On the other side, if the random assignment of test order simply resulted in the children with high cognitive abilities being assigned to the WISC-IV first group, it might be expected that these individuals would have obtained higher scores on other measures of functioning, such as language, visual-motor skills, theory of mind, or adaptive behavior. However, there were no differences between groups. Previous research of children with ASD revealed that their cognitive abilities are less strongly associated with each other than the abilities of typically-developing

77

individuals and, thus, there is less accuracy in estimating scores on other cognitive measures from a given IQ score (Goldstein, et al., 2008). Therefore, the absence of differences in other cognitive and

functional domains between the higher IQ WISC-IV first group and the SB-5 group may not be

particularly surprising. Although test order effects were not significant across the first and second

test administered to the sample, the differences observed for the groups administered the WISC-IV

versus the SB-5 first could impact the results of this study. Group differences between tests on full-

scale and verbal scores may not truly reflect differences in performance across the sample of

individuals with ASD, but could be the result of higher scores on the SB-5 in the WISC-IV first

group. A larger sample size and more systematic approach to random assignment of test order may

more fully elucidate the nature of this relationship.

No other differences between the two IQ tests were significant across the test order groups,

and there were no significant differences between the groups on other measures of cognitive and

adaptive functioning or ASD symptom severity. However, the WISC-IV group had significantly more externalizing and total behavior problems compared to individuals administered the SB-5 first.

Across the entire sample, scores on internalizing behavior subscales were significantly related to

WISC-IV PRI scores and all SB-5 index scores (FSIQ, VIQ, and NVIQ); however, there were no significant associations between externalizing or total behavior and IQ in the whole group or in the

WISC-IV first group separately; thus, the fact that this group of children perform better on IQ tests does not appear to be related to the significantly higher levels of externalizing and total behavior problems.

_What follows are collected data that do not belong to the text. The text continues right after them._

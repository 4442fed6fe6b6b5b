// src/cli.rs
use anyhow::Result;
use clap::{Arg, ArgAction, Command};
use std::path::PathBuf;

use crate::commands;

fn build_cli() -> Command {
    Command::new("tutorial-runner")
        .author(env!("CARGO_PKG_AUTHORS"))
        .version(env!("CARGO_PKG_VERSION"))
        .about(
            "Runs parameterized notebook tutorials against connected hardware \
             configurations and renders the results.",
        )
        .arg(
            Arg::new("config")
                .help("Path to the declarative test configuration file")
                .value_name("CONFIG")
                .value_parser(clap::value_parser!(PathBuf))
                .required(true)
                .index(1),
        )
        .arg(
            Arg::new("docs-dir")
                .long("docs-dir")
                .help(
                    "Directory containing the tutorial documents \
                     (defaults to the configuration file's directory)",
                )
                .value_name("DOCS_DIR")
                .value_parser(clap::value_parser!(PathBuf))
                .action(ArgAction::Set),
        )
        .arg(
            Arg::new("output-dir")
                .long("output-dir")
                .help("Directory receiving rendered artifacts")
                .value_name("OUTPUT_DIR")
                .default_value("rendered")
                .value_parser(clap::value_parser!(PathBuf))
                .action(ArgAction::Set),
        )
        .arg(
            Arg::new("engine")
                .long("engine")
                .help("Execution engine command override, e.g. \"jupyter nbconvert\"")
                .value_name("COMMAND")
                .action(ArgAction::Set),
        )
        .arg(
            Arg::new("full-tracebacks")
                .long("full-tracebacks")
                .help("Report every error's traceback instead of only the first")
                .action(ArgAction::SetTrue),
        )
        .arg(
            Arg::new("no-export")
                .long("no-export")
                .help("Skip rendering of passing runs")
                .action(ArgAction::SetTrue),
        )
}

pub async fn run() -> Result<()> {
    let matches = build_cli().get_matches();

    let config = matches
        .get_one::<PathBuf>("config")
        .expect("required argument")
        .clone();
    let docs_dir = matches.get_one::<PathBuf>("docs-dir").cloned();
    let output_dir = matches
        .get_one::<PathBuf>("output-dir")
        .expect("has default")
        .clone();
    let engine = matches.get_one::<String>("engine").cloned();
    let full_tracebacks = matches.get_flag("full-tracebacks");
    let export = !matches.get_flag("no-export");

    commands::run::execute(commands::run::RunArgs {
        config,
        docs_dir,
        output_dir,
        engine,
        full_tracebacks,
        export,
    })
    .await
}
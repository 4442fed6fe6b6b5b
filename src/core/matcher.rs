//! # Configuration Matcher Module / 配置匹配模块
//!
//! Decides whether a requested test configuration can be satisfied by one
//! of the currently connected hardware profiles.
//!
//! 判断一个请求的测试配置能否由当前连接的某个硬件 profile 满足。

use crate::core::config::{Configuration, HardwareProfile};

/// Finds the first connected profile whose `scope` and `target` both equal
/// the requested configuration's. Keyword overrides never participate in
/// matching, and profiles are not deduplicated: first match in list order
/// wins. `None` means the (document, configuration) pair must be skipped
/// entirely, without touching any counters.
///
/// 查找第一个 `scope` 和 `target` 都与请求配置相等的已连接 profile。
/// kwargs 不参与匹配，profile 也不去重：列表顺序中的第一个匹配获胜。
/// `None` 表示必须完全跳过该（文档，配置）对，不触碰任何计数器。
pub fn matching_connected<'a>(
    config: &Configuration,
    connected: &'a [HardwareProfile],
) -> Option<&'a HardwareProfile> {
    connected
        .iter()
        .find(|profile| profile.scope == config.scope && profile.target == config.target)
}
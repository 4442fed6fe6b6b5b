//! # HTML Rendering Module / HTML 渲染模块
//!
//! Renders an executed document into a standalone styled HTML page:
//! markdown cells as preformatted text, code cells with their captured
//! outputs and tracebacks.
//!
//! 将已执行的文档渲染为独立的带样式 HTML 页面：
//! markdown 单元格为预格式化文本，代码单元格带有捕获的输出和回溯。

use crate::core::document::{Cell, Document, Output};
use crate::core::runner::strip_ansi;

/// Embedded CSS for rendered documents / 渲染文档的嵌入式 CSS
const HTML_STYLE: &str = "\
body { font-family: sans-serif; margin: 2em auto; max-width: 60em; }\n\
pre { padding: 0.6em; overflow-x: auto; }\n\
pre.code { background: #f4f4f4; border-left: 4px solid #3572a5; }\n\
pre.output { background: #fbfbfb; border-left: 4px solid #cccccc; }\n\
pre.error { background: #fff2f2; border-left: 4px solid #c0392b; }\n\
div.markdown { white-space: pre-wrap; }\n";

/// Renders the executed document to a complete HTML page.
pub fn render_html(document: &Document) -> String {
    let title = escape_html(&document.file_stem());
    let mut html = String::new();
    html.push_str("<!DOCTYPE html><html><head><meta charset='utf-8'>");
    html.push_str(&format!("<title>{}</title>", title));
    html.push_str("<style>");
    html.push_str(HTML_STYLE);
    html.push_str("</style></head><body>");
    html.push_str(&format!("<h1>{}</h1>", title));

    for cell in &document.cells {
        match cell {
            Cell::Markdown { source, .. } => {
                html.push_str(&format!(
                    "<div class='markdown'>{}</div>",
                    escape_html(source)
                ));
            }
            Cell::Code { source, outputs, .. } => {
                html.push_str(&format!("<pre class='code'>{}</pre>", escape_html(source)));
                for output in outputs {
                    render_output(&mut html, output);
                }
            }
            Cell::Raw { .. } => {}
        }
    }

    html.push_str("</body></html>");
    html
}

fn render_output(html: &mut String, output: &Output) {
    match output {
        Output::Stream { text, .. } => {
            html.push_str(&format!("<pre class='output'>{}</pre>", escape_html(text)));
        }
        Output::Error {
            ename,
            evalue,
            traceback,
        } => {
            let mut body = format!("{}: {}\n", ename, evalue);
            for line in traceback {
                body.push_str(&strip_ansi(line));
                body.push('\n');
            }
            html.push_str(&format!("<pre class='error'>{}</pre>", escape_html(&body)));
        }
        Output::ExecuteResult { data, .. } | Output::DisplayData { data, .. } => {
            if let Some(text) = plain_text(data) {
                html.push_str(&format!("<pre class='output'>{}</pre>", escape_html(&text)));
            }
        }
    }
}

/// Rich outputs carry a mime bundle; only the text/plain entry is rendered.
/// The entry is either a string or a list of line fragments.
pub(crate) fn plain_text(data: &serde_json::Value) -> Option<String> {
    match data.get("text/plain")? {
        serde_json::Value::String(s) => Some(s.clone()),
        serde_json::Value::Array(parts) => {
            Some(parts.iter().filter_map(|v| v.as_str()).collect())
        }
        _ => None,
    }
}

/// Simple HTML escape function to replace special characters with their
/// HTML entities.
/// 简单的 HTML 转义函数，用 HTML 实体替换特殊字符。
fn escape_html(input: &str) -> String {
    input
        .replace('&', "&amp;")
        .replace('<', "&lt;")
        .replace('>', "&gt;")
        .replace('"', "&quot;")
        .replace('\'', "&#39;")
}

IQ Scores and Adaptive Functioning

The study’s third aim was to assess the discriminant validity of the two IQ measures by analyzing their relationships with other measures of functioning. Aside from the correlations

78

between language scores and IQ scores, the correlations between IQ and cognitive variables (VMI and Theory of Mind) were significantly lower than the interest correlations between the two measures’ index scores, providing evidence that the two tests’ scores are more highly associated with

one another than they are with other measures of functioning. Further support for discriminant

validity was evidenced by the moderate correlations (r = .31 - .51) between adaptive functioning subscales (Communication, Daily Living Skills, and Socialization) and IQ scores, which were significantly lower than the correlations between the tests’ corresponding indices. One exception was with the WISC-PRI, which was only correlated with Daily Living Skills and not Communication or Socialization. The correlations between IQ and adaptive behavior are comparable to what has been reported in other studies of children with ASD (Klin, et al., 2007). Furthermore, there are no differences between IQ tests in the magnitude of the correlations between IQ scores and adaptive functioning, indicating that scores on WISC-IV and SB-5 relate similarly to measures of everyday functioning. However, the results of this study further illustrate the fact that the convergence between adaptive behavior scores on the Vineland and IQ scores is markedly different than what is seen in typically populations. Therefore, the use of IQ and adaptive behavior scores to diagnosis ID can be problematic in the population of children with ASD.

Sample Characteristics

The male to female ratio in the present study was 7.2 to 1, which is higher than the approximately 4:1 ratio seen in the general ASD population (Volkmar, et al., 1993; Yeargin-Allsopp et al., 2003). However, the male to female ratio in ASD greatly varies and is contingent upon a variety of factors. Early studies of sex differences in ASD revealed that male to female ratios varied greatly across IQ levels, with low-functioning individuals on the autism spectrum revealing male to female ratios of about 2.8:1 (Lord, Schopler, & Revicki, 1982; Volkmar, et al., 1993). More recently,

79

Yeargin-Allsopp (2003) reported ranges in male to female ratios from 7.3:1 among children with no

cognitive impairment to 1.3:1 in children with profound cognitive impairment. The observed male to female ratio in the present study is likely a result of the sample consisting of few individuals in the moderate, severe, and profound ranges of ID. Given that the measures compared in the present study only provide scores as low as 40, assessment at the lower range of intellectual functioning was not possible.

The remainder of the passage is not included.